15 Deus enviou a Jerusalém um anjo para destruí-la. Enquanto ele a assolava, o Senhor, que olhava, compadeceu-se desse mal, e disse ao anjo destruidor: Basta! Retira agora tua mão! Ora, o anjo do Senhor achava-se perto da eira de Ornã, o jebuseu.

16 Davi, tendo levantado os olhos, viu o anjo do Senhor que estava entre o céu e a terra, com uma espada desembainhada em sua mão, dirigida contra Jerusalém. Então Davi e os anciãos, cobertos de sacos, prostraram-se com o rosto por terra.

17 E Davi disse a Deus: Não fui eu que mandei fazer o recenseamento do povo? Fui eu que pequei, fui eu que fiz esse mal. Mas essas ovelhas, que fizeram elas? Senhor, meu Deus, que vossa mão caia, portanto, sobre mim e sobre a casa de meu pai para castigar, mas não sobre vosso povo.

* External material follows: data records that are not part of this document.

//! Integration tests for gantry-motion.
//!
//! These tests drive a complete gantry, built from TOML, against the
//! simulated backend and an in-process fake pigpiod.

use std::io::{Read, Write};
use std::net::TcpListener;
use std::thread;

use gantry_motion::axis::{Axis, AxisBuilder, AxisId, StepperAxis};
use gantry_motion::config::{parse_config, GantryConfig};
use gantry_motion::error::{AxisError, ConfigError, Error, MotionError, WaveError};
use gantry_motion::gantry::{Gantry, GantryBuilder, TimingMode};
use gantry_motion::magnet::Electromagnet;
use gantry_motion::motion::{LineSteps, StepTiming};
use gantry_motion::sim::{PinProbe, SimDelay, SimEndstop, SimPin, SimWaveTransport, Trigger};
use gantry_motion::wave::{command, decode_pulses, PigpioTransport, Pulse, PulseTrainGenerator, SoftwareTimed};

// =============================================================================
// Test rig
// =============================================================================

const GANTRY_CONFIG: &str = r#"
[axes.x]
step_pin = 17
dir_pin = 18
home_pin = 23
enable_pin = 5
max_position = 1000
step_pulse_us = 5

[axes.y]
step_pin = 27
dir_pin = 22
home_pin = 24
enable_pin = 6
max_position = 1000
step_pulse_us = 5

[motion]
min_step_delay_us = 800
max_step_delay_us = 4000
accel_steps = 300

[electromagnet]
pin = 25

[wave]
max_pulses_per_wave = 300
"#;

type SimAxis = Axis<SimPin, SimPin, SimPin, SimEndstop, SimDelay>;
type SimGantry<W> = Gantry<SimAxis, SimAxis, SimPin, W>;

struct AxisProbes {
    step: PinProbe,
    dir: PinProbe,
    delay: SimDelay,
}

struct Rig<W: gantry_motion::WaveExecutor> {
    gantry: SimGantry<W>,
    x: AxisProbes,
    y: AxisProbes,
    magnet: PinProbe,
}

fn config() -> GantryConfig {
    parse_config(GANTRY_CONFIG).expect("rig config should parse")
}

fn sim_axis(config: &GantryConfig, id: AxisId, step: SimPin) -> (SimAxis, AxisProbes) {
    let dir = SimPin::new();
    let delay = SimDelay::new();
    let probes = AxisProbes {
        step: step.probe(),
        dir: dir.probe(),
        delay: delay.clone(),
    };

    let axis = AxisBuilder::new(id)
        .from_gantry_config(config)
        .unwrap()
        .step_pin(step)
        .dir_pin(dir)
        .enable_pin(SimPin::new())
        .home_pin(SimEndstop::new(Trigger::Always))
        .delay(delay)
        .build()
        .unwrap();
    (axis, probes)
}

fn software_rig_with(x_step: SimPin) -> Rig<SoftwareTimed> {
    let config = config();
    let (x, x_probes) = sim_axis(&config, AxisId::X, x_step);
    let (y, y_probes) = sim_axis(&config, AxisId::Y, SimPin::new());
    let magnet_pin = SimPin::new();
    let magnet_probe = magnet_pin.probe();
    let magnet = Electromagnet::from_config(magnet_pin, config.electromagnet.as_ref().unwrap()).unwrap();

    let gantry = GantryBuilder::new()
        .from_config(&config)
        .x_axis(x)
        .y_axis(y)
        .magnet(magnet)
        .build()
        .unwrap();

    Rig {
        gantry,
        x: x_probes,
        y: y_probes,
        magnet: magnet_probe,
    }
}

fn software_rig() -> Rig<SoftwareTimed> {
    software_rig_with(SimPin::new())
}

fn hardware_rig(transport: SimWaveTransport) -> Rig<PulseTrainGenerator<SimWaveTransport, SimDelay>> {
    let config = config();
    let (x, x_probes) = sim_axis(&config, AxisId::X, SimPin::new());
    let (y, y_probes) = sim_axis(&config, AxisId::Y, SimPin::new());
    let magnet_pin = SimPin::new();
    let magnet_probe = magnet_pin.probe();
    let magnet = Electromagnet::new(magnet_pin, true).unwrap();
    let generator = PulseTrainGenerator::from_config(transport, SimDelay::new(), &config.wave);

    let gantry = GantryBuilder::new()
        .from_config(&config)
        .x_axis(x)
        .y_axis(y)
        .magnet(magnet)
        .wave_executor(generator)
        .build()
        .unwrap();

    Rig {
        gantry,
        x: x_probes,
        y: y_probes,
        magnet: magnet_probe,
    }
}

fn edges_on(waves: &[Vec<Pulse>], gpio: u8) -> usize {
    decode_pulses(waves).iter().filter(|(_, g)| *g == gpio).count()
}

// =============================================================================
// Coordinated moves: software timing
// =============================================================================

#[test]
fn software_diagonal_reaches_target() {
    let mut rig = software_rig();
    rig.gantry.home().unwrap();

    let summary = rig.gantry.move_to(300, 100).unwrap();

    assert_eq!(rig.gantry.position(), (300, 100));
    assert_eq!(summary.to, (300, 100));
    assert_eq!(summary.timing, TimingMode::Software);
    assert_eq!(rig.x.step.rising_edges(), 300);
    assert_eq!(rig.y.step.rising_edges(), 100);
    assert!(!rig.x.step.is_high());
    assert!(!rig.y.step.is_high());
}

#[test]
fn software_delays_follow_each_axis_ramp() {
    let mut rig = software_rig();
    rig.gantry.home().unwrap();
    let x_before = rig.x.delay.elapsed_ns();
    let y_before = rig.y.delay.elapsed_ns();

    rig.gantry.move_to(300, 100).unwrap();

    let timing = StepTiming::from_config(&config().motion);
    let (mut x_expected, mut y_expected) = (0u64, 0u64);
    for step in LineSteps::new(300, 100, timing) {
        let total = u64::from(step.delay_ns) + 5_000;
        match step.axis {
            AxisId::X => x_expected += total,
            AxisId::Y => y_expected += total,
        }
    }

    assert_eq!(rig.x.delay.elapsed_ns() - x_before, x_expected);
    assert_eq!(rig.y.delay.elapsed_ns() - y_before, y_expected);
}

#[test]
fn diagonal_moves_are_faster_per_step() {
    let timing = StepTiming::from_config(&config().motion);
    let straight: u64 = LineSteps::new(300, 0, timing).map(|e| u64::from(e.delay_ns)).sum();
    let diagonal: u64 = LineSteps::new(300, 300, timing)
        .filter(|e| e.axis == AxisId::X)
        .map(|e| u64::from(e.delay_ns))
        .sum();

    let ratio = diagonal as f64 / straight as f64;
    assert!((ratio - 0.7).abs() < 0.001, "ratio was {}", ratio);
}

#[test]
fn zero_move_is_immediate() {
    let mut rig = software_rig();
    rig.gantry.home().unwrap();
    let dir_writes = rig.x.dir.writes();

    let summary = rig.gantry.move_relative(0, 0).unwrap();

    assert_eq!(summary.x_steps + summary.y_steps, 0);
    assert_eq!(rig.x.dir.writes(), dir_writes);
    assert_eq!(rig.x.step.rising_edges(), 0);
}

18 O anjo do Senhor mandou Gad dizer a Davi que subisse à eira de Ornã, o jebuseu, para lá levantar um altar ao Senhor.

19 Davi lá subiu, de acordo com a ordem dada por Gad da parte do Senhor.

20 Ornã, voltando-se, viu o anjo, e ele com seus quatro filhos esconderam-se: estava, naquela ocasião, debulhando trigo.

21 Quando Davi chegou perto de Ornã, este o viu; saiu da eira e se prosternou diante de Davi, com o rosto contra a terra.

22 Davi disse-lhe: Cede-me o terreno de tua eira, para nela construir um altar ao Senhor; cede-o a mim pelo seu valor em dinheiro, para que o flagelo se retire de cima do povo.

23 Ornã respondeu: Toma-o; que meu senhor, o rei, faça o que lhe parecer bom. Vê: dou os bois para o holocausto, os carros para lenha, e o trigo para a oblação; tudo te dou.

24 Não, respondeu Davi, quero comprá-lo pelo seu inteiro valor em dinheiro; não tomarei o que te pertence para dar ao Senhor, e não oferecerei um holocausto que não me custe nada.

25 Davi deu a Ornã um peso de seiscentos siclos de ouro pelo terreno.

26 E Davi construiu lá um altar ao Senhor; ofereceu holocausto e sacrifícios pacíficos. Invocou o Senhor que lhe respondeu enviando o fogo do céu sobre o altar de holocusto.

27 Então o Senhor falou ao anjo, e este meteu a espada na bainha.

28 Nesse momento, vendo Davi que o Senhor o tinha ouvido na eira de Ornã, o jebuseu, ofereceu ali sacrifícios.

29 O tabernáculo do Senhor que Moisés construíra no deserto e o altar dos holocaustos se encontravam, nesse tempo, no lugar alto de Gabaon.

30 Mas Davi não pôde dirigir-se a esse altar, para rogar a Deus, tão aterrado ficara ao ver a espada do anjo do Senhor.